--- Data to use Enclosed Below ---

//! # Error Types Module
//!
//! Centralized error handling for Gravimetric.
//!
//! ## Error Types
//! - `CodecError`: payloads from the scale that cannot be decoded
//! - `TransportError`: Bluetooth adapter, scan, connect and discovery failures
//! - `PreconditionError`: commands issued while the session cannot honour them
//! - `ConfigError`: configuration file I/O and parsing errors
//! - `ExportError`: CSV serialization and file errors
//!
//! None of these are fatal. Codec errors are absorbed by the device session with a
//! lenient fallback, transport and precondition errors are reported to the user,
//! who can retry by scanning again.

use crate::scale::ConnectionState;
use thiserror::Error;

/// Wire payload could not be decoded
#[derive(Debug, Clone, Copy, PartialEq, Eq, Error)]
pub enum CodecError {
    /// Fewer than the two bytes a fixed-point mass needs
    #[error("payload too short: expected 2 bytes, got {0}")]
    ShortPayload(usize),
    /// A flag payload with no bytes at all
    #[error("empty payload")]
    EmptyPayload,
}

/// Errors reported by the Bluetooth transport
#[derive(Debug, Clone, PartialEq, Eq, Error)]
pub enum TransportError {
    /// Bluetooth adapter not found or not available
    #[error("No Bluetooth adapter found. Please ensure Bluetooth is enabled.")]
    NoAdapter,
    #[error("scan failed: {0}")]
    ScanFailed(String),
    #[error("failed to connect to {device}: {reason}")]
    ConnectFailed { device: String, reason: String },
    #[error("service discovery failed: {0}")]
    ServiceDiscovery(String),
    /// The required service or one of its characteristics is absent
    #[error("required characteristic missing: {0}")]
    MissingCharacteristic(&'static str),
    #[error("could not subscribe to {characteristic} notifications: {reason}")]
    SubscribeFailed {
        characteristic: &'static str,
        reason: String,
    },
}

/// A command was issued in a state that cannot honour it
#[derive(Debug, Clone, PartialEq, Eq, Error)]
pub enum PreconditionError {
    #[error("device not connected")]
    NotConnected,
    /// Scan requested while a session is already underway
    #[error("session busy ({0:?})")]
    Busy(ConnectionState),
}

/// Errors that can occur during configuration operations
#[derive(Debug, Error)]
pub enum ConfigError {
    #[error("Failed to read config file: {0}")]
    ReadFailed(#[source] std::io::Error),
    #[error("Failed to write config file: {0}")]
    WriteFailed(#[source] std::io::Error),
    #[error("Failed to parse config file: {0}")]
    ParseFailed(#[from] toml::de::Error),
    #[error("Failed to serialize config: {0}")]
    SerializeFailed(#[from] toml::ser::Error),
}

/// Errors that can occur while producing or saving a shot log export
#[derive(Debug, Error)]
pub enum ExportError {
    #[error("CSV serialization failed: {0}")]
    Csv(#[from] csv::Error),
    #[error("CSV output was not valid UTF-8")]
    Encoding(#[from] std::string::FromUtf8Error),
    #[error("Failed to access {path}: {source}")]
    Io {
        path: String,
        #[source]
        source: std::io::Error,
    },
}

--- End of Enclosed Data to use ---

#### Problem to solve
I would like you to return every entry exactly, with nothing changed.

#### Exercise output
//! # Error Types Module
//!
//! Centralized error handling for Gravimetric.
//!
//! ## Error Types
//! - `CodecError`: payloads from the scale that cannot be decoded
//! - `TransportError`: Bluetooth adapter, scan, connect and discovery failures
//! - `PreconditionError`: commands issued while the session cannot honour them
//! - `ConfigError`: configuration file I/O and parsing errors
//! - `ExportError`: CSV serialization and file errors
//!
//! None of these are fatal. Codec errors are absorbed by the device session with a
//! lenient fallback, transport and precondition errors are reported to the user,
//! who can retry by scanning again.

use crate::scale::ConnectionState;
use thiserror::Error;

/// Wire payload could not be decoded
#[derive(Debug, Clone, Copy, PartialEq, Eq, Error)]
pub enum CodecError {
    /// Fewer than the two bytes a fixed-point mass needs
    #[error("payload too short: expected 2 bytes, got {0}")]
    ShortPayload(usize),
    /// A flag payload with no bytes at all
    #[error("empty payload")]
    EmptyPayload,
}

/// Errors reported by the Bluetooth transport
#[derive(Debug, Clone, PartialEq, Eq, Error)]
pub enum TransportError {
    /// Bluetooth adapter not found or not available
    #[error("No Bluetooth adapter found. Please ensure Bluetooth is enabled.")]
    NoAdapter,
    #[error("scan failed: {0}")]
    ScanFailed(String),
    #[error("failed to connect to {device}: {reason}")]
    ConnectFailed { device: String, reason: String },
    #[error("service discovery failed: {0}")]
    ServiceDiscovery(String),
    /// The required service or one of its characteristics is absent
    #[error("required characteristic missing: {0}")]
    MissingCharacteristic(&'static str),
    #[error("could not subscribe to {characteristic} notifications: {reason}")]
    SubscribeFailed {
        characteristic: &'static str,
        reason: String,
    },
}

/// A command was issued in a state that cannot honour it
#[derive(Debug, Clone, PartialEq, Eq, Error)]
pub enum PreconditionError {
    #[error("device not connected")]
    NotConnected,
    /// Scan requested while a session is already underway
    #[error("session busy ({0:?})")]
    Busy(ConnectionState),
}

/// Errors that can occur during configuration operations
#[derive(Debug, Error)]
pub enum ConfigError {
    #[error("Failed to read config file: {0}")]
    ReadFailed(#[source] std::io::Error),
    #[error("Failed to write config file: {0}")]
    WriteFailed(#[source] std::io::Error),
    #[error("Failed to parse config file: {0}")]
    ParseFailed(#[from] toml::de::Error),
    #[error("Failed to serialize config: {0}")]
    SerializeFailed(#[from] toml::ser::Error),
}

/// Errors that can occur while producing or saving a shot log export
#[derive(Debug, Error)]
pub enum ExportError {
    #[error("CSV serialization failed: {0}")]
    Csv(#[from] csv::Error),
    #[error("CSV output was not valid UTF-8")]
    Encoding(#[from] std::string::FromUtf8Error),
    #[error("Failed to access {path}: {source}")]
    Io {
        path: String,
        #[source]
        source: std::io::Error,
    },
}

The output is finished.